- _AIM OF THE TASK_:
Check each line of the records for "ProtocolConfig"; collect those that have it.

- _DATA FOR ANALYSIS_:
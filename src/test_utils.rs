//! Handler fixtures shared by unit tests and benchmarks
//!
//! [`fixture_protocol`] registers, in slot order:
//!
//! 0. [`UserHandler`]: create assigns id 123, read echoes, delete returns nothing
//! 1. [`StrictHandler`]: rejects empty argument lists and counts what it sees
//! 2. [`NotifyHandler`]: create broadcasts one notice per recipient; update
//!    returns a sequence whose second response fails
//! 3. [`BulletinHandler`]: read broadcasts one bulletin to `all`; create
//!    returns a value the JSON codec cannot encode

#![cfg(any(test, feature = "benchmark"))]

use async_trait::async_trait;
use serde::{Deserialize, Serialize};
use std::collections::HashMap;
use std::sync::atomic::{AtomicUsize, Ordering};
use std::sync::{Arc, Mutex, PoisonError};

use crate::codec::{Codec, JsonCodec};
use crate::config::ProtocolConfig;
use crate::context::CallContext;
use crate::handler::{
    Create, Delete, Handler, HandlerResult, Read, Registration, Reply, Response, Update, Validate,
};
use crate::protocol::Protocol;
use crate::router::{ChannelMessage, ChannelSink};
use crate::types::Action;

/// Record used by the user fixtures.
#[derive(Debug, Clone, Default, PartialEq, Eq, Serialize, Deserialize)]
pub struct User {
    pub id: u64,
    pub name: String,
    pub email: String,
}

impl User {
    /// A user without an id, as a client would send it.
    pub fn named(name: &str) -> Self {
        Self { id: 0, name: name.to_string(), email: format!("{}@example.com", name.to_lowercase()) }
    }
}

/// Create/read/delete over [`User`] records.
pub struct UserHandler;

impl Handler for UserHandler {
    type Input = User;
    type Output = User;
}

#[async_trait]
impl Create for UserHandler {
    async fn create(&self, _ctx: &CallContext, users: Vec<User>) -> HandlerResult<User> {
        Ok(Reply::Many(users.into_iter().map(|user| Response::new(User { id: 123, ..user })).collect()))
    }
}

#[async_trait]
impl Read for UserHandler {
    async fn read(&self, _ctx: &CallContext, users: Vec<User>) -> HandlerResult<User> {
        Ok(Reply::Many(users.into_iter().map(Response::new).collect()))
    }
}

#[async_trait]
impl Delete for UserHandler {
    async fn delete(&self, _ctx: &CallContext, _users: Vec<User>) -> HandlerResult<User> {
        Ok(Reply::Empty)
    }
}

/// Validated handler with side-effect counters.
#[derive(Debug, Default)]
pub struct StrictHandler {
    pub validations: AtomicUsize,
    pub calls: AtomicUsize,
}

impl Handler for StrictHandler {
    type Input = User;
    type Output = usize;
}

impl Validate for StrictHandler {
    fn validate(&self, _action: Action, args: &[Vec<u8>]) -> Result<(), String> {
        self.validations.fetch_add(1, Ordering::SeqCst);
        if args.is_empty() { Err("at least one user is required".to_string()) } else { Ok(()) }
    }
}

#[async_trait]
impl Create for StrictHandler {
    async fn create(&self, _ctx: &CallContext, users: Vec<User>) -> HandlerResult<usize> {
        self.calls.fetch_add(1, Ordering::SeqCst);
        Ok(Reply::Direct(users.len()))
    }
}

/// Notification delivered to one recipient channel.
#[derive(Debug, Clone, PartialEq, Eq, Serialize, Deserialize)]
pub struct Notice {
    pub to: String,
    pub text: String,
}

/// Broadcasts one [`Notice`] per recipient.
pub struct NotifyHandler {
    pub recipients: Vec<String>,
}

impl Default for NotifyHandler {
    fn default() -> Self {
        Self { recipients: vec!["u1".to_string(), "u2".to_string()] }
    }
}

impl NotifyHandler {
    fn notices(&self, texts: &[String]) -> impl Iterator<Item = Notice> + '_ {
        let text = texts.join(" ");
        self.recipients.iter().map(move |to| Notice { to: to.clone(), text: text.clone() })
    }
}

impl Handler for NotifyHandler {
    type Input = String;
    type Output = Notice;
}

#[async_trait]
impl Create for NotifyHandler {
    async fn create(&self, _ctx: &CallContext, texts: Vec<String>) -> HandlerResult<Notice> {
        let responses = self
            .notices(&texts)
            .map(|notice| {
                let to = notice.to.clone();
                Response::new(notice).broadcast_to([to])
            })
            .collect();
        Ok(Reply::Many(responses))
    }
}

#[async_trait]
impl Update for NotifyHandler {
    async fn update(&self, _ctx: &CallContext, texts: Vec<String>) -> HandlerResult<Notice> {
        let mut responses: Vec<Response<Notice>> = self
            .notices(&texts)
            .map(|notice| {
                let to = notice.to.clone();
                Response::new(notice).broadcast_to([to])
            })
            .collect();
        if let Some(second) = responses.get_mut(1) {
            *second = Response::failed("recipient unreachable");
        }
        Ok(Reply::Many(responses))
    }
}

/// Output of [`BulletinHandler`].
#[derive(Debug, Clone, PartialEq, Eq, Serialize)]
pub enum Bulletin {
    Text(String),
    /// Byte-string map keys, which JSON cannot represent
    ByKey(HashMap<Vec<u8>, String>),
}

/// Single-response broadcast on read, unencodable output on create.
pub struct BulletinHandler;

impl Handler for BulletinHandler {
    type Input = String;
    type Output = Bulletin;
}

#[async_trait]
impl Create for BulletinHandler {
    async fn create(&self, _ctx: &CallContext, texts: Vec<String>) -> HandlerResult<Bulletin> {
        let by_key = texts.into_iter().map(|text| (text.clone().into_bytes(), text)).collect();
        Ok(Reply::Direct(Bulletin::ByKey(by_key)))
    }
}

#[async_trait]
impl Read for BulletinHandler {
    async fn read(&self, _ctx: &CallContext, texts: Vec<String>) -> HandlerResult<Bulletin> {
        let bulletin = Bulletin::Text(texts.join("\n"));
        Ok(Reply::Single(Response::new(bulletin).broadcast_to(["all"])))
    }
}

/// Sink that keeps every delivered message.
#[derive(Debug, Default)]
pub struct RecordingSink {
    messages: Mutex<Vec<ChannelMessage>>,
}

impl RecordingSink {
    /// Messages delivered so far, in delivery order.
    pub fn messages(&self) -> Vec<ChannelMessage> {
        self.messages.lock().unwrap_or_else(PoisonError::into_inner).clone()
    }
}

impl ChannelSink for RecordingSink {
    fn deliver(&self, message: ChannelMessage) {
        self.messages.lock().unwrap_or_else(PoisonError::into_inner).push(message);
    }
}

/// Encode each value separately, as packet arguments.
pub fn encode_all<C: Codec, T: Serialize>(codec: &C, values: &[T]) -> Vec<Vec<u8>> {
    values.iter().map(|value| codec.encode(value).expect("fixture value must encode")).collect()
}

/// JSON protocol with the fixture handlers and a recording sink.
pub fn fixture_protocol() -> (Protocol<JsonCodec>, Arc<RecordingSink>) {
    fixture_protocol_with(JsonCodec)
}

/// Fixture protocol over any codec.
pub fn fixture_protocol_with<C: Codec>(codec: C) -> (Protocol<C>, Arc<RecordingSink>) {
    let sink = Arc::new(RecordingSink::default());
    let mut protocol = Protocol::with_codec(ProtocolConfig::default(), codec)
        .expect("default config is valid")
        .with_sink(sink.clone());
    protocol
        .register([
            Registration::new(UserHandler).create().read().delete().boxed(),
            Registration::new(StrictHandler::default()).create().validated().boxed(),
            Registration::new(NotifyHandler::default()).create().update().boxed(),
            Registration::new(BulletinHandler).create().read().boxed(),
        ])
        .expect("fixture handlers fit the default registry");
    (protocol, sink)
}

- _RESPONSE AREA_:
use crate::config::ProtocolConfig;
    let mut protocol = Protocol::with_codec(ProtocolConfig::default(), codec)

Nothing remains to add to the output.